Marathon Pharmaceuticals is facing a backlash over plans to launch its just-approved steroid drug Emflaza - available for decades - at the princely sum of $89,000 a year for Duchenne muscular dystrophy.
US politicians including Senator Bernie Sanders and Representative Elijah Cummings have the company firmly in their sights, saying that the pricing is "unconscionable", and suggesting the firm is abusing "government-granted exclusivity periods and incentives" in search of profits.
In a nutshell, they want Marathon to justify its claim that the cost of developing Emflaza for DMD warrants that price tag, given that deflazacort a is "widely available abroad for approximately $1,000 per year".
They want information on the cost of trials as well as licensing rights to the drug, the calculations used for setting its price and estimates of how much revenue Marathon intends to make from it.

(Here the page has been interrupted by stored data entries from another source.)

use clap::Subcommand;
use serde_json::json;

use crate::cli::utils::*;
use crate::cli::{OutputFormat, Session};

#[derive(Subcommand)]
pub enum AccessCommands {
    #[command(about = "List organizations the actor may act on")]
    Orgs,

    #[command(about = "List systems the actor may act on")]
    Systems,

    #[command(about = "Check whether an organization is within the actor's reach")]
    Check {
        #[arg(help = "Remote ID of the target organization")]
        target: String,
    },
}

pub async fn handle(cmd: AccessCommands, session: &Session) -> anyhow::Result<()> {
    let hierarchy = &session.services.hierarchy;
    let actor = &session.actor;
    let format = &session.format;

    match cmd {
        AccessCommands::Orgs => {
            let ids = hierarchy.allowed_organization_ids(actor.role, &actor.org_id).await?;
            output_list(format, "organizations", "No organizations in reach", ids.iter())
        }

        AccessCommands::Systems => {
            let ids = hierarchy.allowed_system_ids(actor.role, &actor.org_id).await?;
            output_list(format, "systems", "No systems in reach", ids.iter())
        }

        AccessCommands::Check { target } => {
            let allowed = hierarchy.is_in_hierarchy(actor.role, &actor.org_id, &target).await?;
            let lineage = hierarchy.resolver().lineage(&target).await?;

            match format {
                OutputFormat::Json => output_success(
                    format,
                    if allowed { "allowed" } else { "denied" },
                    Some(json!({ "target": target, "allowed": allowed, "lineage": lineage })),
                ),
                OutputFormat::Text => {
                    let verdict = if allowed { "✓ allowed" } else { "✗ denied" };
                    println!("{}: {} for {} {}", verdict, target, actor.role, actor.org_id);
                    if !lineage.is_empty() {
                        println!("  lineage: {}", lineage.join(" <- "));
                    }
                    Ok(())
                }
            }
        }
    }
}
#[async_trait]
impl SagaStep<SuspensionContext> for PersistSuspension {
    fn name(&self) -> &'static str {
        "persist_suspension"
    }

    async fn forward(&self, ctx: &mut SuspensionContext) -> Result<(), ServiceError> {
        let at = self.suspended.then_some(ctx.at);
        let mut tx = self.store.begin().await?;
        tx.set_user_suspended(ctx.user.id, at).await?;
        tx.commit().await?;

        ctx.user.suspended_at = at;
        ctx.user.suspended_by_org_id = None;
        Ok(())
    }
}
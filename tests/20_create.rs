mod common;

use anyhow::Result;
use serde_json::json;

use common::{actor_for, attrs, remote, Fixture, OWNER_ORG};
use orgsync::database::FailPoint;
use orgsync::error::ServiceError;
use orgsync::idp::{IdpCall, RemoteError};
use orgsync::services::CreateOrganizationRequest;
use orgsync::types::OrgKind;

fn request(name: &str, custom_data: serde_json::Value) -> CreateOrganizationRequest {
    CreateOrganizationRequest {
        name: name.to_string(),
        description: String::new(),
        custom_data: attrs(custom_data),
        parent_id: None,
    }
}

#[tokio::test]
async fn create_writes_remote_then_local() -> Result<()> {
    let fx = Fixture::new();
    let tree = fx.tree("a").await?;

    let stored = fx.stored_org(&tree.customer)?;
    assert!(stored.synced_at.is_some());
    assert_eq!(stored.remote_id, tree.customer.remote_id);
    assert_eq!(stored.parent_id(), Some(remote(&tree.reseller)));

    let remote_org = fx.idp.organization(remote(&tree.customer)).expect("remote organization");
    assert_eq!(remote_org.name, "Cust a");
    assert_eq!(remote_org.custom_data["type"], "customer");
    assert_eq!(remote_org.custom_data["createdBy"], remote(&tree.reseller));
    assert_eq!(remote_org.custom_data["vat"], "C-a");

    assert_eq!(fx.idp.jit_roles(remote(&tree.customer)), vec!["role-customer".to_string()]);
    assert_eq!(fx.idp.jit_roles(remote(&tree.distributor)), vec!["role-distributor".to_string()]);
    Ok(())
}

#[tokio::test]
async fn owner_places_children_at_the_root_or_under_a_parent() -> Result<()> {
    let fx = Fixture::new();
    let tree = fx.tree("a").await?;
    assert_eq!(tree.distributor.parent_id(), None);

    let at_root = fx.create_org(&fx.owner, OrgKind::Customer, "Root customer", "C-root").await?;
    assert_eq!(at_root.parent_id(), Some(OWNER_ORG));

    let placed = fx
        .create_org_under(&fx.owner, OrgKind::Customer, "Placed", "C-placed", Some(remote(&tree.reseller)))
        .await?;
    assert_eq!(placed.parent_id(), Some(remote(&tree.reseller)));
    Ok(())
}

#[tokio::test]
async fn local_failure_rolls_back_the_remote_organization() -> Result<()> {
    let fx = Fixture::new();
    let tree = fx.tree("a").await?;
    let remote_before = fx.idp.organization_count();
    let local_before = fx.store.organizations().len();

    fx.store.inject_failure(FailPoint::InsertOrganization, 1);
    let result = fx
        .create_org(&actor_for(&tree.reseller), OrgKind::Customer, "Doomed", "C-doomed")
        .await;

    assert!(result.is_err());
    assert_eq!(fx.idp.calls(IdpCall::CreateOrganization), 4);
    assert_eq!(fx.idp.calls(IdpCall::DeleteOrganization), 1);
    assert_eq!(fx.idp.organization_count(), remote_before);
    assert_eq!(fx.store.organizations().len(), local_before);
    Ok(())
}

#[tokio::test]
async fn duplicate_vat_is_a_field_error_and_leaves_no_remote_orphan() -> Result<()> {
    let fx = Fixture::new();
    let tree = fx.tree("a").await?;
    let reseller = actor_for(&tree.reseller);
    let remote_before = fx.idp.organization_count();

    let err = fx
        .services
        .organizations
        .create_organization(&reseller, OrgKind::Customer, request("Twin", json!({ "vat": "C-a" })))
        .await
        .unwrap_err();

    match err {
        ServiceError::Validation(errors) => {
            let field = errors.field("custom_data.vat").expect("vat error");
            assert_eq!(field.message, "already_exists");
        }
        other => panic!("expected validation error, got {other:?}"),
    }
    assert_eq!(fx.idp.organization_count(), remote_before);

    // Same VAT on another kind is accepted
    fx.create_org(&actor_for(&tree.distributor), OrgKind::Reseller, "Other kind", "C-a")
        .await?;
    Ok(())
}

#[tokio::test]
async fn validation_runs_before_any_remote_call() -> Result<()> {
    let fx = Fixture::new();

    let err = fx
        .services
        .organizations
        .create_organization(&fx.owner, OrgKind::Distributor, request("  ", json!({ "type": "owner" })))
        .await
        .unwrap_err();

    let ServiceError::Validation(errors) = err else {
        panic!("expected validation error");
    };
    assert_eq!(errors.field("name").map(|e| e.message.as_str()), Some("cannot_be_empty"));
    assert_eq!(errors.field("custom_data.vat").map(|e| e.message.as_str()), Some("required"));
    assert_eq!(errors.field("custom_data.type").map(|e| e.message.as_str()), Some("reserved_value"));
    assert_eq!(fx.idp.calls(IdpCall::CreateOrganization), 0);
    Ok(())
}

#[tokio::test]
async fn parent_must_exist_and_be_of_a_compatible_kind() -> Result<()> {
    let fx = Fixture::new();
    let tree = fx.tree("a").await?;

    let err = fx
        .create_org_under(&fx.owner, OrgKind::Reseller, "Misplaced", "R-x", Some(remote(&tree.customer)))
        .await
        .unwrap_err();
    match err.downcast_ref::<ServiceError>() {
        Some(ServiceError::Validation(errors)) => {
            assert_eq!(errors.field("parent_id").map(|e| e.message.as_str()), Some("invalid_parent_kind"));
        }
        other => panic!("expected validation error, got {other:?}"),
    }

    let err = fx
        .create_org_under(&fx.owner, OrgKind::Customer, "Orphan", "C-x", Some("missing-parent"))
        .await
        .unwrap_err();
    match err.downcast_ref::<ServiceError>() {
        Some(ServiceError::Validation(errors)) => {
            assert_eq!(errors.field("parent_id").map(|e| e.message.as_str()), Some("not_found"));
        }
        other => panic!("expected validation error, got {other:?}"),
    }
    Ok(())
}

#[tokio::test]
async fn remote_rejections_are_classified() -> Result<()> {
    let fx = Fixture::new();

    fx.idp.fail(
        IdpCall::CreateOrganization,
        1,
        RemoteError::from_status(422, r#"{"code":"guard.invalid_input","message":"Bad name"}"#),
    );
    let err = fx
        .services
        .organizations
        .create_organization(&fx.owner, OrgKind::Distributor, request("Bad", json!({ "vat": "D-1" })))
        .await
        .unwrap_err();
    assert!(err.is_validation());

    fx.idp.fail(IdpCall::CreateOrganization, 1, RemoteError::from_status(503, "unavailable"));
    let err = fx
        .services
        .organizations
        .create_organization(&fx.owner, OrgKind::Distributor, request("Down", json!({ "vat": "D-2" })))
        .await
        .unwrap_err();
    assert!(matches!(err, ServiceError::Sync(_)));

    assert!(fx.store.organizations().is_empty());
    assert_eq!(fx.idp.organization_count(), 0);
    Ok(())
}

#[tokio::test]
async fn jit_role_failure_does_not_abort_creation() -> Result<()> {
    let fx = Fixture::new();
    fx.idp.fail(IdpCall::SetJitRoles, 1, RemoteError::transport("connection reset"));

    let org = fx.create_org(&fx.owner, OrgKind::Distributor, "No JIT", "D-jit").await?;

    assert!(fx.stored_org(&org)?.synced_at.is_some());
    assert!(fx.idp.organization(remote(&org)).is_some());
    assert!(fx.idp.jit_roles(remote(&org)).is_empty());
    Ok(())
}
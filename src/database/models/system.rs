use chrono::{DateTime, Utc};
use serde::{Deserialize, Serialize};
use sqlx::FromRow;
use uuid::Uuid;

/// A provisioned system, owned by the organization that created it
#[derive(Debug, Clone, PartialEq, Serialize, Deserialize, FromRow)]
pub struct System {
    pub id: Uuid,
    pub name: String,
    pub system_type: String,
    /// Remote ID of the creating organization; never changes
    pub creator_org_id: String,
    #[serde(skip_serializing, default)]
    pub secret_hash: String,
    pub suspended_at: Option<DateTime<Utc>>,
    pub suspended_by_org_id: Option<String>,
    pub created_at: DateTime<Utc>,
    pub updated_at: DateTime<Utc>,
    pub deleted_at: Option<DateTime<Utc>>,
}

impl System {
    pub fn is_suspended(&self) -> bool {
        self.suspended_at.is_some()
    }
}
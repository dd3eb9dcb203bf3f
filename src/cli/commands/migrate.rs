use serde_json::json;
use tracing::info;

use crate::cli::utils::output_success;
use crate::cli::OutputFormat;
use crate::config::AppConfig;
use crate::database::DatabaseManager;

pub async fn handle(config: &AppConfig, output_format: &OutputFormat) -> anyhow::Result<()> {
    let pool = DatabaseManager::connect(&config.database).await?;
    DatabaseManager::migrate(&pool).await?;
    DatabaseManager::health_check(&pool).await?;
    info!("migrations applied");

    output_success(
        output_format,
        "Database migrations applied",
        Some(json!({ "database": config.database.redacted_url() })),
    )
}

A report in Endpoints suggests that the cost of developing the drug is probably somewhere between $50m and $75m, and that if half the DMD patients in the US received Emflaza based on the company's estimated net price of $54,000 per year (after discounts) it would translate to revenues of more than $400m a year.
Sanders and Cummings note that Marathon also received another lucrative award from the government, a priority review voucher, which could cover the cost of developing the drug if sold on to another company.
In response, Marathon has said it is "pausing its commercialisation plans" for Emflaza while it meets with the DMD community. It added that it would continue its expanded access programme for the drug, which it says is "modestly priced" for an orphan medicine.
The company reiterated its position that every patient who needs the drug will have access to it for free or with a minimum co-pay. But that positon - commonly voiced by companies facing scrutiny over pricing - is increasingly falling on deaf ears in the US as high prices affect everyone in the form of rising insurance premiums.
Sanders and Cummings say Marathon's action is "an indictment of a system that allows drug companies to engage in such opportunistic pricing behaviour”.
Marathon chief executive Jeffrey Aronin said the company is "committed to the Duchenne community for the long term and we will re-invest the earnings into developing and funding additional therapies”.